== Brief ==
Copy out, from the entries below, each line holding the string "Serialize".

== Dataset entries ==
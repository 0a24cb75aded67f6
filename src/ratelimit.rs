//! Rate-limit budget tracking.
//!
//! The GitHub API exposes its budget through `x-ratelimit-*` response
//! headers. The tracker records that metadata after every call, persists
//! it across runs, and answers policy questions for callers. It never
//! blocks a call itself: callers consult it and decide what to do, and a
//! refused call still surfaces as an ordinary API error.

use chrono::{DateTime, Utc};
use serde::{Deserialize, Serialize};

/// Warn once the remaining budget drops below this mark.
pub const LOW_WATER_MARK: u32 = 100;

/// Tracked rate-limit state, updated from response metadata.
#[derive(Debug, Clone, Default, PartialEq, Eq, Serialize, Deserialize)]
pub struct RateLimit {
    /// Remaining requests in the current window, when known
    pub remaining: Option<u32>,

    /// When the window resets, when known
    pub reset_at: Option<DateTime<Utc>>,

    /// When exhaustion was first observed in the current window
    pub window_started_at: Option<DateTime<Utc>>,
}

impl RateLimit {
    /// Record rate-limit metadata from a response. Missing headers leave
    /// the existing values in place.
    pub fn observe(&mut self, remaining: Option<u32>, reset_at: Option<DateTime<Utc>>) {
        if let Some(remaining) = remaining {
            self.remaining = Some(remaining);
        }
        if let Some(reset_at) = reset_at {
            self.reset_at = Some(reset_at);
        }
    }

    /// Record an explicit exhaustion response (403 with a rate-limit
    /// message), which may arrive without usable headers.
    pub fn mark_exhausted(&mut self, reset_at: Option<DateTime<Utc>>, now: DateTime<Utc>) {
        self.remaining = Some(0);
        self.window_started_at = Some(now);
        if let Some(reset_at) = reset_at {
            self.reset_at = Some(reset_at);
        }
    }

    /// Whether the budget is spent and the window has not yet reset.
    pub fn is_exhausted(&self, now: DateTime<Utc>) -> bool {
        self.remaining == Some(0) && self.reset_at.is_some_and(|reset| now < reset)
    }

    /// Whether the presentation layer should surface a warning: the
    /// budget is exhausted, or running low within an active window.
    pub fn should_warn(&self, now: DateTime<Utc>) -> bool {
        if self.is_exhausted(now) {
            return true;
        }
        match self.remaining {
            Some(remaining) => remaining < LOW_WATER_MARK && !self.reset_elapsed(now),
            None => false,
        }
    }

    /// Clear the state once the reset time has elapsed. Returns whether
    /// anything was cleared.
    pub fn clear_if_elapsed(&mut self, now: DateTime<Utc>) -> bool {
        if self.reset_elapsed(now) {
            *self = Self::default();
            return true;
        }
        false
    }

    /// Seconds until the window resets, clamped at zero. `None` when no
    /// reset time is known.
    pub fn seconds_until_reset(&self, now: DateTime<Utc>) -> Option<i64> {
        self.reset_at
            .map(|reset| (reset - now).num_seconds().max(0))
    }

    /// Whether any metadata has been observed.
    pub fn is_tracking(&self) -> bool {
        self.remaining.is_some() || self.reset_at.is_some()
    }

    fn reset_elapsed(&self, now: DateTime<Utc>) -> bool {
        self.reset_at.is_some_and(|reset| now >= reset)
    }
}
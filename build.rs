//! Build script to inject build-time information into the binary.
//!
//! This sets environment variables that can be read at compile time:
//! - `SG_BUILD_TIMESTAMP`: ISO 8601 timestamp when the binary was built
//! - `SG_GIT_COMMIT`: Short git commit hash (or "unknown" if not in a git repo)

use std::process::Command;

fn main() {
    // Rerun if git HEAD changes (new commit)
    println!("cargo:rerun-if-changed=.git/HEAD");
    println!("cargo:rerun-if-changed=.git/index");

    let timestamp = chrono::Utc::now().format("%Y-%m-%dT%H:%M:%SZ").to_string();
    println!("cargo:rustc-env=SG_BUILD_TIMESTAMP={}", timestamp);

    let commit = get_git_commit().unwrap_or_else(|| "unknown".to_string());
    println!("cargo:rustc-env=SG_GIT_COMMIT={}", commit);
}

fn get_git_commit() -> Option<String> {
    let output = Command::new("git")
        .args(["rev-parse", "--short", "HEAD"])
        .output()
        .ok()?;

    if output.status.success() {
        let hash = String::from_utf8(output.stdout).ok()?;
        Some(hash.trim().to_string())
    } else {
        None
    }
}
//! CLI argument definitions for Spyglass.

use clap::{Args, Parser, Subcommand};

use crate::view::DEFAULT_PAGE_SIZE;

/// Spyglass - a GitHub issues dashboard for an organization's repositories.
///
/// Running `sg` with no subcommand shows the issues dashboard.
#[derive(Parser, Debug)]
#[command(name = "sg")]
#[command(author, version, about = "Browse GitHub issues across an organization's repositories", long_about = None)]
pub struct Cli {
    /// Repository owner (organization or user)
    #[arg(short = 'o', long = "owner", global = true, env = "SPYGLASS_OWNER")]
    pub owner: Option<String>,

    /// Structured catalog source: a CSV URL or file path
    #[arg(long = "catalog", global = true, env = "SPYGLASS_CATALOG")]
    pub catalog: Option<String>,

    /// GitHub bearer token (falls back to the stored token)
    #[arg(
        long = "token",
        global = true,
        env = "SPYGLASS_GITHUB_TOKEN",
        hide_env_values = true
    )]
    pub token: Option<String>,

    /// Output JSON instead of human-readable text
    #[arg(long = "json", global = true)]
    pub json: bool,

    #[command(subcommand)]
    pub command: Option<Commands>,
}

/// Top-level commands
#[derive(Subcommand, Debug)]
pub enum Commands {
    /// Show the issues dashboard (the default command)
    Issues(IssuesArgs),

    /// List the repository catalog with cached issue counts
    Repos,

    /// Show one issue in full, with its comments
    Show {
        /// Repository name
        repo: String,
        /// Issue number
        number: u64,
    },

    /// Manage the stored GitHub token
    Token {
        #[command(subcommand)]
        command: TokenCommands,
    },

    /// Get or set the list/card rendering preference
    View {
        /// New view mode: "list" or "card" (omit to print the current one)
        mode: Option<String>,
    },

    /// Show the tracked API rate-limit budget
    RateLimit,
}

/// Arguments for the issues dashboard.
#[derive(Args, Debug)]
pub struct IssuesArgs {
    /// Filter to one repository ("all" for every repository)
    #[arg(short, long)]
    pub repo: Option<String>,

    /// Filter by state: open, closed, all
    #[arg(long)]
    pub state: Option<String>,

    /// Filter by assignee: all, unassigned, or a login
    #[arg(long)]
    pub assignee: Option<String>,

    /// Filter by label name ("all" for any)
    #[arg(long)]
    pub label: Option<String>,

    /// Case-insensitive search over title, body, number, and labels
    #[arg(short, long)]
    pub search: Option<String>,

    /// Sort key: updated, created, comments, title, number
    #[arg(long)]
    pub sort: Option<String>,

    /// Page to display
    #[arg(short, long, default_value_t = 1)]
    pub page: usize,

    /// Issues per page
    #[arg(long, default_value_t = DEFAULT_PAGE_SIZE)]
    pub page_size: usize,

    /// Bypass the cached snapshot and refetch
    #[arg(long)]
    pub refresh: bool,

    /// Print the shareable filter fragment instead of the dashboard
    #[arg(long)]
    pub link: bool,

    /// Start from a shareable filter fragment
    #[arg(long, value_name = "FRAGMENT")]
    pub from_link: Option<String>,
}

impl Default for IssuesArgs {
    fn default() -> Self {
        Self {
            repo: None,
            state: None,
            assignee: None,
            label: None,
            search: None,
            sort: None,
            page: 1,
            page_size: DEFAULT_PAGE_SIZE,
            refresh: false,
            link: false,
            from_link: None,
        }
    }
}

/// Token management commands
#[derive(Subcommand, Debug)]
pub enum TokenCommands {
    /// Store a token (cached data is invalidated)
    Set {
        /// The GitHub bearer token
        token: String,
    },
    /// Remove the stored token (cached data is invalidated)
    Clear,
    /// Show whether a token is stored
    Status,
}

== Answer to this task ==
use serde::{Deserialize, Serialize};
#[derive(Debug, Clone, Default, PartialEq, Eq, Serialize, Deserialize)]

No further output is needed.